Minggu (11/10) sore, Aliansi Malang Melawan bersama Tim Bantuan Hukum Malang Bersatu melakukan konferensi pers di Oase Kopi Lantai 3 terkait penangkapan massa aksi #MalangMelawan Tolak Omnibus Law pada kamis (8/10) lalu. Konferensi tersebut disampaikan oleh empat perwakilan dari tim bantuan hukum dan Wahyu Ramadhan selaku kordinator lapangan (korlap) dan juga perwakilan dari Solidaritas Perjuangan Buruh Indonesia (SPBI). Dalam pernyataannya, salah satu yang menjadi sorotan adalah adanya dugaan pelanggaran prosedur yang dilakukan aparat Kepolisian Resor Kota Malang terkait penanganan anak di bawah umur.

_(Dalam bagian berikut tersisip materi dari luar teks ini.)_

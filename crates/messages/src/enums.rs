//! # Game Enumerations
//!
//! Discriminators and game data enumerations that appear in message bodies.
//! Each one is carried on the wire as its underlying integer.

use aoproto_codec::wire_enum;

// ============================================================================
// MESSAGE DISCRIMINATORS
// ============================================================================

wire_enum! {
    /// Kind of an N3 (in-game) message
    pub enum N3MessageType: u32 {
        Unknown = 0,
        CharacterAction = 0x5E47_7770,
        OrgClient = 0x5F4B_1A39,
        OrgServer = 0x365E_555B,
        Stat = 0x2B33_3D6E,
        PlayfieldAnarchyF = 0x5F4B_442A,
        AppearanceUpdate = 0x4162_4F0D,
    }
}

wire_enum! {
    /// Kind of a system (login and zoning) message
    pub enum SystemMessageType: u32 {
        Unknown = 0,
        ZoneInfo = 0x17,
        CharacterList = 0x53,
        CreateCharacter = 0x55,
    }
}

wire_enum! {
    pub enum OrgServerMessageType: u8 {
        Unknown = 0,
        OrgInfo = 1,
        Invite = 5,
        Kick = 6,
    }
}

wire_enum! {
    /// Organization command sent by the client
    pub enum OrgClientCommand: u8 {
        Create = 0,
        Ranks = 1,
        Contract = 3,
        Kick = 5,
        Invite = 6,
        Join = 7,
        Leave = 8,
        Info = 9,
        Description = 10,
        History = 11,
        Objective = 12,
        Name = 13,
        Tax = 14,
        Vote = 15,
    }
}

impl OrgClientCommand {
    /// Commands that carry a text argument on the wire
    pub const WITH_ARGS: [OrgClientCommand; 6] = [
        Self::Create,
        Self::Kick,
        Self::Description,
        Self::History,
        Self::Objective,
        Self::Name,
    ];
}

wire_enum! {
    pub enum CharacterActionType: u32 {
        Unknown = 0,
        CastNano = 19,
        StopAttack = 20,
        InfoRequest = 105,
        TeamRequest = 26,
        TeamKick = 28,
        SplitItem = 34,
        UseItemOnItem = 81,
    }
}

// ============================================================================
// CHARACTER DATA
// ============================================================================

wire_enum! {
    pub enum CharacterStat: u32 {
        Unknown = 0,
        Strength = 16,
        Agility = 17,
        Stamina = 18,
        Intelligence = 19,
        Sense = 20,
        Psychic = 21,
        HeadMesh = 64,
        Level = 54,
        BackMesh = 38,
        ShoulderMesh = 39,
        MonsterScale = 360,
        ACGEntranceStyles = 384,
        CATAnim = 401,
    }
}

wire_enum! {
    pub enum Breed: u32 {
        Unknown = 0,
        Solitus = 1,
        Opifex = 2,
        Nanomage = 3,
        Atrox = 4,
    }
}

wire_enum! {
    pub enum Gender: u32 {
        Uni = 0,
        Male = 1,
        Female = 2,
    }
}

wire_enum! {
    pub enum Profession: u32 {
        Unknown = 0,
        Soldier = 1,
        MartialArtist = 2,
        Engineer = 3,
        Fixer = 4,
        Agent = 5,
        Adventurer = 6,
        Trader = 7,
        Bureaucrat = 8,
        Enforcer = 9,
        Doctor = 10,
        NanoTechnician = 11,
        MetaPhysicist = 12,
        Keeper = 14,
        Shade = 15,
    }
}

wire_enum! {
    pub enum Fatness: u32 {
        Fat = 0,
        Normal = 1,
        Thin = 2,
    }
}

wire_enum! {
    pub enum StarterArea: u32 {
        Unknown = 0,
        RubiKa = 1,
        Shadowlands = 2,
    }
}

#[cfg(test)]
mod tests {
    use super::*;
    use aoproto_codec::{IntRepr, TypeDesc, WireType};

    #[test]
    fn test_defaults_are_first_variant() {
        assert_eq!(N3MessageType::default(), N3MessageType::Unknown);
        assert_eq!(Gender::default(), Gender::Uni);
        assert_eq!(Fatness::default(), Fatness::Fat);
    }

    #[test]
    fn test_raw_values() {
        assert_eq!(Profession::from_raw(14), Some(Profession::Keeper));
        assert_eq!(Profession::from_raw(13), None);
        assert_eq!(SystemMessageType::CharacterList.raw(), 0x53);
        assert_eq!(
            OrgClientCommand::type_desc(),
            TypeDesc::Enum {
                name: "OrgClientCommand",
                repr: IntRepr::U8
            }
        );
    }
}
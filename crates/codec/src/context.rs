//! Per-call serialization state

use crate::resolver::CodecResolver;
use crate::schema::BitRange;
use aoproto_config::CodecConfig;
use std::collections::HashMap;

type Registers = HashMap<&'static str, u64>;

/// Mutable state of a single encode or decode call
///
/// Holds the resolver for lookups made while the call is running and the flags
/// group registers. Each record being processed gets its own register frame, so
/// a nested record or list element never sees its parent's groups.
pub struct SerializationContext<'r> {
    resolver: &'r CodecResolver,
    frames: Vec<Registers>,
}

impl<'r> SerializationContext<'r> {
    pub fn new(resolver: &'r CodecResolver) -> Self {
        Self {
            resolver,
            frames: vec![Registers::new()],
        }
    }

    pub fn resolver(&self) -> &'r CodecResolver {
        self.resolver
    }

    pub fn config(&self) -> &'r CodecConfig {
        self.resolver.config()
    }

    /// Open a fresh register frame for a record
    pub fn enter_record(&mut self) {
        self.frames.push(Registers::new());
    }

    /// Drop the innermost record's registers
    pub fn leave_record(&mut self) {
        // The root frame lives as long as the context
        if self.frames.len() > 1 {
            self.frames.pop();
        }
    }

    /// Number of records currently open
    pub fn depth(&self) -> usize {
        self.frames.len() - 1
    }

    fn current(&mut self) -> &mut Registers {
        let last = self.frames.len() - 1;
        &mut self.frames[last]
    }

    pub fn set_group(&mut self, name: &'static str, value: u64) {
        self.current().insert(name, value);
    }

    pub fn group(&self, name: &str) -> Option<u64> {
        self.frames.last().and_then(|frame| frame.get(name).copied())
    }

    /// Merge a contribution into a group register and return the new register
    ///
    /// With a bit range the contribution replaces that range; without one it is
    /// OR-ed into the whole register.
    pub fn merge_group(&mut self, name: &'static str, value: u64, bits: Option<BitRange>) -> u64 {
        let register = self.current().entry(name).or_insert(0);
        *register = match bits {
            Some(range) => range.insert(*register, value),
            None => *register | value,
        };
        *register
    }
}

#[cfg(test)]
mod tests {
    use super::*;

    #[test]
    fn test_merge_positional_and_or() {
        let resolver = CodecResolver::new();
        let mut ctx = SerializationContext::new(&resolver);

        assert_eq!(ctx.merge_group("g", 0b101, Some(BitRange::new(0, 3))), 0b101);
        assert_eq!(ctx.merge_group("g", 0b11, Some(BitRange::new(3, 2))), 0b11_101);
        assert_eq!(ctx.merge_group("g", 0x100, None), 0x100 | 0b11_101);
        // Positional assignment overwrites the range
        assert_eq!(ctx.merge_group("g", 0, Some(BitRange::new(0, 3))), 0x100 | 0b11_000);
        assert_eq!(ctx.group("g"), Some(0x100 | 0b11_000));
        assert_eq!(ctx.group("other"), None);
    }

    #[test]
    fn test_frames_are_isolated() {
        let resolver = CodecResolver::new();
        let mut ctx = SerializationContext::new(&resolver);
        ctx.set_group("g", 7);

        ctx.enter_record();
        assert_eq!(ctx.depth(), 1);
        assert_eq!(ctx.group("g"), None);
        ctx.set_group("g", 9);
        ctx.leave_record();

        assert_eq!(ctx.depth(), 0);
        assert_eq!(ctx.group("g"), Some(7));

        // Leaving the root frame is a no-op
        ctx.leave_record();
        assert_eq!(ctx.group("g"), Some(7));
    }
}
// Book catalog module
// Catalog records and the lookup/query interface consumed by the order service

pub mod db;
pub mod models;

pub use db::BookCatalog;
pub use models::Book;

Dilansir dari rilis pers Aliansi Malang Melawan, setidaknya ada 129 orang peserta aksi yang ditangkap oleh pihak kepolisian dalam aksi unjuk rasa tersebut. Tujuh belas di antaranya merupakan anak di bawah umur, lima orang perempuan, dan sisanya adalah mahasiswa dan warga sekitar.

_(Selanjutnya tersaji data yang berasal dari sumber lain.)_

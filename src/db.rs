//! Database connection setup
//!
//! Builds the SQLite connection pool shared by the user directory, book
//! catalog, and order store, and applies the schema migrations at startup.

use crate::error::AppError;
use sqlx::sqlite::{SqliteConnectOptions, SqlitePoolOptions};
use sqlx::SqlitePool;
use std::path::PathBuf;
use std::str::FromStr;
use tracing::info;

/// Connect to the SQLite database and run migrations
///
/// # Arguments
/// * `db_path` - Path to the SQLite database file (created if missing)
///
/// # Returns
/// * `Ok(SqlitePool)` if successful
/// * `Err(AppError)` if connection or migration failed
pub async fn connect(db_path: &str) -> Result<SqlitePool, AppError> {
    // Ensure parent directory exists
    if let Some(parent) = PathBuf::from(db_path).parent() {
        std::fs::create_dir_all(parent).map_err(|e| {
            AppError::Internal(anyhow::anyhow!("Failed to create db directory: {}", e))
        })?;
    }

    // SQLite connection string format: sqlite://path/to/db.db
    let connection_string = if db_path.starts_with("sqlite:") {
        db_path.to_string()
    } else {
        format!("sqlite:{}", db_path)
    };

    let options = SqliteConnectOptions::from_str(&connection_string)
        .map_err(|e| AppError::Internal(anyhow::anyhow!("Invalid database path: {}", e)))?
        .create_if_missing(true)
        .foreign_keys(true);

    let pool = SqlitePoolOptions::new()
        .max_connections(5)
        .connect_with(options)
        .await?;

    info!("Connected to SQLite database at: {}", db_path);

    run_migrations(&pool).await?;

    Ok(pool)
}

/// Run database migrations
async fn run_migrations(pool: &SqlitePool) -> Result<(), AppError> {
    info!("Running database migrations...");

    let migration_sql = include_str!("../migrations/001_create_library.sql");

    // Strip comment lines, then split the script into individual statements.
    let cleaned: String = migration_sql
        .lines()
        .map(str::trim)
        .filter(|line| !line.is_empty() && !line.starts_with("--"))
        .collect::<Vec<_>>()
        .join(" ");

    for statement in cleaned.split(';').map(str::trim).filter(|s| !s.is_empty()) {
        sqlx::query(statement).execute(pool).await.map_err(|e| {
            AppError::Internal(anyhow::anyhow!(
                "Migration failed: {} - Statement: {}",
                e,
                statement.chars().take(100).collect::<String>()
            ))
        })?;
    }

    info!("Database migrations completed successfully");
    Ok(())
}
//! Order API handlers
//!
//! The POST path validates against the user directory and book catalog
//! before writing; the GET path returns every stored order joined with its
//! resolved user and book records.

use crate::error::AppError;
use crate::orders::{EnrichedOrder, Order};
use crate::state::AppState;
use axum::{extract::State, http::StatusCode, response::Json};
use serde::{Deserialize, Serialize};
use utoipa::ToSchema;

/// Place order request
#[derive(Debug, Deserialize, ToSchema)]
pub struct PlaceOrderRequest {
    /// Identifier of the user placing the order
    pub user: String,
    /// Book identifiers, in order; duplicates are allowed
    pub books: Vec<String>,
}

/// Place order response
#[derive(Debug, Serialize, ToSchema)]
pub struct PlaceOrderResponse {
    /// Human-readable message
    pub message: String,
    /// The stored order, including its generated identifier
    pub order: Order,
}

/// POST /api/order - Place a new order
#[utoipa::path(
    post,
    path = "/api/order",
    request_body = PlaceOrderRequest,
    responses(
        (status = 201, description = "Order placed", body = PlaceOrderResponse),
        (status = 400, description = "Books not found or empty order"),
        (status = 404, description = "User not found"),
        (status = 500, description = "Unexpected error"),
    ),
    tag = "orders"
)]
pub async fn place_order(
    State(state): State<AppState>,
    Json(request): Json<PlaceOrderRequest>,
) -> Result<(StatusCode, Json<PlaceOrderResponse>), AppError> {
    let order = state.orders.place_order(&request.user, &request.books).await?;

    Ok((
        StatusCode::CREATED,
        Json(PlaceOrderResponse {
            message: "Order placed successfully".to_string(),
            order,
        }),
    ))
}

/// GET /api/orders - List all orders with resolved user and book data
#[utoipa::path(
    get,
    path = "/api/orders",
    responses(
        (status = 200, description = "All orders, enriched", body = [EnrichedOrder]),
        (status = 500, description = "Unexpected error"),
    ),
    tag = "orders"
)]
pub async fn list_orders(
    State(state): State<AppState>,
) -> Result<Json<Vec<EnrichedOrder>>, AppError> {
    let orders = state.orders.list_orders_enriched().await?;
    Ok(Json(orders))
}

#[cfg(test)]
mod tests {
    use super::*;
    use crate::books::Book;
    use crate::users::User;
    use tempfile::TempDir;

    async fn create_test_state() -> (AppState, TempDir) {
        let temp_dir = TempDir::new().unwrap();
        let db_path = temp_dir.path().join("test.db");
        let pool = crate::db::connect(db_path.to_str().unwrap())
            .await
            .expect("Failed to create test database");
        (AppState::new(pool), temp_dir)
    }

    async fn seed_user(state: &AppState, id: &str) {
        let user = User::new(
            id.to_string(),
            "Reader".to_string(),
            format!("{id}@example.com"),
            "salt$hash".to_string(),
        );
        state.users.insert(&user).await.unwrap();
    }

    async fn seed_book(state: &AppState, id: &str, price: f64) {
        let book = Book::new(
            id.to_string(),
            format!("Title {id}"),
            "Author".to_string(),
            "Fiction".to_string(),
            price,
            5,
        );
        state.books.insert(&book).await.unwrap();
    }

    #[tokio::test]
    async fn test_place_order_created() {
        let (state, _temp_dir) = create_test_state().await;
        seed_user(&state, "u-1").await;
        seed_book(&state, "b-1", 50.0).await;
        seed_book(&state, "b-2", 60.0).await;

        let request = PlaceOrderRequest {
            user: "u-1".to_string(),
            books: vec!["b-1".to_string(), "b-2".to_string()],
        };
        let result = place_order(State(state), Json(request)).await;
        assert!(result.is_ok());
        let (status, response) = result.unwrap();
        assert_eq!(status, StatusCode::CREATED);
        assert_eq!(response.message, "Order placed successfully");
        assert_eq!(response.order.total_amount, 110.0);
        assert!(!response.order.id.is_empty());
    }

    #[tokio::test]
    async fn test_place_order_user_not_found() {
        let (state, _temp_dir) = create_test_state().await;
        seed_book(&state, "b-1", 50.0).await;

        let request = PlaceOrderRequest {
            user: "nonexistent".to_string(),
            books: vec!["b-1".to_string()],
        };
        let result = place_order(State(state), Json(request)).await;
        match result.unwrap_err() {
            AppError::UserNotFound(_) => {}
            other => panic!("Expected UserNotFound error, got: {:?}", other),
        }
    }

    #[tokio::test]
    async fn test_place_order_books_not_found() {
        let (state, _temp_dir) = create_test_state().await;
        seed_user(&state, "u-1").await;
        seed_book(&state, "b-1", 50.0).await;

        let request = PlaceOrderRequest {
            user: "u-1".to_string(),
            books: vec!["b-1".to_string(), "nonexistent".to_string()],
        };
        let result = place_order(State(state), Json(request)).await;
        match result.unwrap_err() {
            AppError::BooksNotFound { .. } => {}
            other => panic!("Expected BooksNotFound error, got: {:?}", other),
        }
    }

    #[tokio::test]
    async fn test_place_order_empty_books_rejected() {
        let (state, _temp_dir) = create_test_state().await;
        seed_user(&state, "u-1").await;

        let request = PlaceOrderRequest {
            user: "u-1".to_string(),
            books: vec![],
        };
        let result = place_order(State(state), Json(request)).await;
        assert!(matches!(result.unwrap_err(), AppError::EmptyOrder));
    }

    #[tokio::test]
    async fn test_list_orders_empty() {
        let (state, _temp_dir) = create_test_state().await;
        let result = list_orders(State(state)).await;
        assert!(result.is_ok());
        assert!(result.unwrap().0.is_empty());
    }

    #[tokio::test]
    async fn test_list_orders_enriched_round_trip() {
        let (state, _temp_dir) = create_test_state().await;
        seed_user(&state, "u-1").await;
        seed_book(&state, "b-1", 50.0).await;
        seed_book(&state, "b-2", 60.0).await;

        let request = PlaceOrderRequest {
            user: "u-1".to_string(),
            books: vec!["b-1".to_string(), "b-2".to_string()],
        };
        place_order(State(state.clone()), Json(request)).await.unwrap();

        let orders = list_orders(State(state)).await.unwrap().0;
        assert_eq!(orders.len(), 1);
        let order = &orders[0];
        assert_eq!(order.total_amount, 110.0);
        assert_eq!(order.user.as_ref().unwrap().id, "u-1");
        assert_eq!(order.books.len(), 2);
        assert_eq!(order.books[0].as_ref().unwrap().id, "b-1");
        assert_eq!(order.books[1].as_ref().unwrap().id, "b-2");
    }

    #[tokio::test]
    async fn test_enriched_order_serializes_null_for_missing_book() {
        let (state, _temp_dir) = create_test_state().await;
        seed_user(&state, "u-1").await;
        seed_book(&state, "b-1", 50.0).await;

        let request = PlaceOrderRequest {
            user: "u-1".to_string(),
            books: vec!["b-1".to_string()],
        };
        place_order(State(state.clone()), Json(request)).await.unwrap();
        state.books.delete("b-1").await.unwrap();

        let orders = list_orders(State(state)).await.unwrap().0;
        let json = serde_json::to_value(&orders[0]).unwrap();
        assert!(json["books"][0].is_null());
        // The snapshot total survives the catalog deletion.
        assert_eq!(json["total_amount"], 50.0);
    }
}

Darmansyah, perwakilan tim bantuan hukum, menyebutkan ada beberapa pelanggaran prosedural yang dilanggar pihak kepolisian. Dimulai sejak proses penangkapan, seharusnya pihak kepolisian membedakan atau mengklasifikasi massa aksi yang diamankan baik dari gender dan semacamnya. “Seharusnya dipisah, mana pelaku yang diduga taat hukum atau melanggar hukum, anarkis atau tidak, anak-anak atau dewasa,” jelasnya. Pengklasifikasian tersebut bertujuan untuk mempermudah pendataan dan pendampingan sesuai dengan klasifikasi masing-masing.

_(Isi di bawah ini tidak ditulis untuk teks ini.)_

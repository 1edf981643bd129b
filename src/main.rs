//! Library Manager Backend
//!
//! A REST API server for a small library: user registration, a book catalog,
//! and order placement with enriched order retrieval.

mod api;
mod books;
mod config;
mod db;
mod doc;
mod error;
mod orders;
mod state;
mod users;

use axum::{
    extract::Request,
    middleware::Next,
    response::Response,
    routing::{get, post},
    Json, Router,
};
use config::Config;
use doc::ApiDoc;
use serde::Serialize;
use state::AppState;
use std::net::SocketAddr;
use std::time::Instant;
use tower_http::{cors::CorsLayer, trace::TraceLayer};
use tracing::{info, info_span, Instrument};
use utoipa::OpenApi;
use utoipa_swagger_ui::SwaggerUi;
use uuid::Uuid;

#[derive(Serialize)]
struct HealthResponse {
    status: String,
    version: String,
    message: String,
}

/// Request ID middleware - adds unique ID to each request for tracing
async fn request_id_middleware(request: Request, next: Next) -> Response {
    let request_id = Uuid::new_v4().to_string();
    let method = request.method().clone();
    let uri = request.uri().clone();
    let start = Instant::now();

    let span = info_span!(
        "request",
        request_id = %request_id,
        method = %method,
        uri = %uri,
    );

    let response = next.run(request).instrument(span).await;

    let duration = start.elapsed();
    info!(
        request_id = %request_id,
        method = %method,
        uri = %uri,
        status = %response.status().as_u16(),
        duration_ms = duration.as_millis(),
        "Request completed"
    );

    response
}

#[tokio::main]
async fn main() -> anyhow::Result<()> {
    // Initialize tracing
    tracing_subscriber::fmt()
        .with_env_filter(tracing_subscriber::EnvFilter::from_default_env())
        .init();

    // Load configuration
    let config = Config::from_env();
    info!("Configuration loaded: {:?}", config);

    // Connect to storage and build application state
    let pool = db::connect(&config.database.path).await?;
    let app_state = AppState::new(pool);

    // Build our application with routes
    let app = Router::new()
        .route("/api/health", get(health_check))
        // User directory API
        .route("/api/users", post(api::users::register))
        .route("/api/users/login", post(api::users::login))
        .route("/api/users/:id", get(api::users::get_user))
        // Book catalog API
        .route(
            "/api/books",
            get(api::books::list_books).post(api::books::create_book),
        )
        .route(
            "/api/books/:id",
            get(api::books::get_book)
                .put(api::books::update_book)
                .delete(api::books::delete_book),
        )
        // Order API
        .route("/api/order", post(api::orders::place_order))
        .route("/api/orders", get(api::orders::list_orders))
        // OpenAPI documentation
        .merge(SwaggerUi::new("/swagger-ui").url("/api-docs/openapi.json", ApiDoc::openapi()))
        // Middleware (order matters - request_id should be first)
        .layer(axum::middleware::from_fn(request_id_middleware))
        .layer(
            TraceLayer::new_for_http().make_span_with(|request: &axum::http::Request<_>| {
                tracing::info_span!(
                    "http_request",
                    method = %request.method(),
                    uri = %request.uri(),
                )
            }),
        )
        .layer(CorsLayer::permissive()) // Allow CORS for development
        .with_state(app_state);

    // Bind to address from config
    let addr: SocketAddr = config
        .server_addr()
        .parse()
        .map_err(|e| anyhow::anyhow!("Invalid server address: {}", e))?;

    info!("🚀 Server running on http://{}", addr);
    info!("Version: {}", env!("CARGO_PKG_VERSION"));

    let listener = tokio::net::TcpListener::bind(&addr).await?;

    // Setup graceful shutdown
    axum::serve(listener, app)
        .with_graceful_shutdown(shutdown_signal())
        .await?;

    info!("Server shutdown complete");
    Ok(())
}

/// Handle graceful shutdown signals (Ctrl+C, SIGTERM)
async fn shutdown_signal() {
    let ctrl_c = async {
        tokio::signal::ctrl_c()
            .await
            .expect("failed to install Ctrl+C handler");
    };

    #[cfg(unix)]
    let terminate = async {
        tokio::signal::unix::signal(tokio::signal::unix::SignalKind::terminate())
            .expect("failed to install signal handler")
            .recv()
            .await;
    };

    #[cfg(not(unix))]
    let terminate = std::future::pending::<()>();

    tokio::select! {
        _ = ctrl_c => {
            info!("Received Ctrl+C, shutting down gracefully...");
        },
        _ = terminate => {
            info!("Received SIGTERM, shutting down gracefully...");
        },
    }
}

async fn health_check() -> Json<HealthResponse> {
    Json(HealthResponse {
        status: "healthy".to_string(),
        version: env!("CARGO_PKG_VERSION").to_string(),
        message: "Backend is healthy".to_string(),
    })
}
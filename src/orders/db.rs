//! Order store database operations
//!
//! Orders are persisted as one `orders` row plus one `order_books` row per
//! book reference, preserving request order and multiplicity. Records are
//! immutable once created; there is no update or cancel operation.

use crate::error::AppError;
use crate::orders::models::Order;
use chrono::Utc;
use sqlx::{FromRow, SqlitePool};
use tracing::debug;
use uuid::Uuid;

#[derive(FromRow)]
struct OrderRow {
    id: String,
    user_id: String,
    total_amount: f64,
    created_at: i64,
}

/// Persistence interface for order records
#[derive(Clone)]
pub struct OrderStore {
    pool: SqlitePool,
}

impl OrderStore {
    /// Create a store backed by the shared connection pool
    pub fn new(pool: SqlitePool) -> Self {
        Self { pool }
    }

    /// Persist a new order and return the full stored record
    ///
    /// Assigns the identifier, writes the order row and its reference rows in
    /// a single transaction, and returns the record as stored.
    pub async fn create(
        &self,
        user_id: &str,
        book_ids: &[String],
        total_amount: f64,
    ) -> Result<Order, AppError> {
        let id = Uuid::new_v4().to_string();
        let created_at = Utc::now().timestamp();

        let mut tx = self.pool.begin().await?;

        sqlx::query(
            "INSERT INTO orders (id, user_id, total_amount, created_at) VALUES (?, ?, ?, ?)",
        )
        .bind(&id)
        .bind(user_id)
        .bind(total_amount)
        .bind(created_at)
        .execute(&mut *tx)
        .await?;

        for (position, book_id) in book_ids.iter().enumerate() {
            sqlx::query(
                "INSERT INTO order_books (order_id, book_id, position) VALUES (?, ?, ?)",
            )
            .bind(&id)
            .bind(book_id)
            .bind(position as i64)
            .execute(&mut *tx)
            .await?;
        }

        tx.commit().await?;

        debug!("Created order {} for user {}", id, user_id);

        Ok(Order {
            id,
            user_id: user_id.to_string(),
            book_ids: book_ids.to_vec(),
            total_amount,
            created_at,
        })
    }

    /// Fetch every stored order, in insertion order
    pub async fn find_all(&self) -> Result<Vec<Order>, AppError> {
        let rows = sqlx::query_as::<_, OrderRow>(
            "SELECT id, user_id, total_amount, created_at FROM orders ORDER BY created_at ASC, rowid ASC",
        )
        .fetch_all(&self.pool)
        .await?;

        let mut orders = Vec::with_capacity(rows.len());
        for row in rows {
            let book_ids: Vec<(String,)> = sqlx::query_as(
                "SELECT book_id FROM order_books WHERE order_id = ? ORDER BY position ASC",
            )
            .bind(&row.id)
            .fetch_all(&self.pool)
            .await?;

            orders.push(Order {
                id: row.id,
                user_id: row.user_id,
                book_ids: book_ids.into_iter().map(|(id,)| id).collect(),
                total_amount: row.total_amount,
                created_at: row.created_at,
            });
        }

        Ok(orders)
    }
}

Mengenai penanganan anak di bawah umur yang berhadapan dengan hukum telah diatur dalam Pasal 64 Undang-Undang Republik Indonesia Nomor 23 tahun 2003 tentang Perlindungan Anak. Dalam pasal tersebut dijelaskan bahwa anak mempunyai perlindungan khusus dalam hukum. Perlindungan khusus yang dimaksud di antaranya yaitu, memperlakukan anak sesuai martabat dan haknya, menyediakan petugas pendamping dari bantuan hukum serta pihak orang tua atau walinya sejak dini, dan memantau atau mencatat secara terus menerus terhadap perkembangan anak yang berhadapan dengan hukum.
Kendati demikian, ada upaya-upaya aparat kepolisian yang melanggar undang-undang tersebut. “Sementara, kemarin dalam proses pemeriksaan, kami dari tim bantuan hukum, sempat masuk tapi disuruh keluar oleh bagian penyidik (penyelidikan) ,” ujar Darmansyah. Dia juga menambahkan bahwa pada saat proses pemeriksaan itu ada beberapa orang tua/wali dari mereka yang hadir, namun tidak diperkenankan mendampingi mereka, “Dan hal ini sangat kami sayangkan. Padahal ini adalah hak konstitusional anaknya sendiri dalam proses pendampingan dan pemeriksaan dalam tingkat penyelidikan, penyidikan, dan sebagainya,” tambahnya. Upaya-upaya yang dilakukan aparat tersebut dinilai melanggar prosedur restorative jusice yang mana dialog dan mediasi seharusnya dilakukan untuk menciptakan kesepakatan atas penyelesaian perkara pidana yang lebih adil dan seimbang bagi pihak korban.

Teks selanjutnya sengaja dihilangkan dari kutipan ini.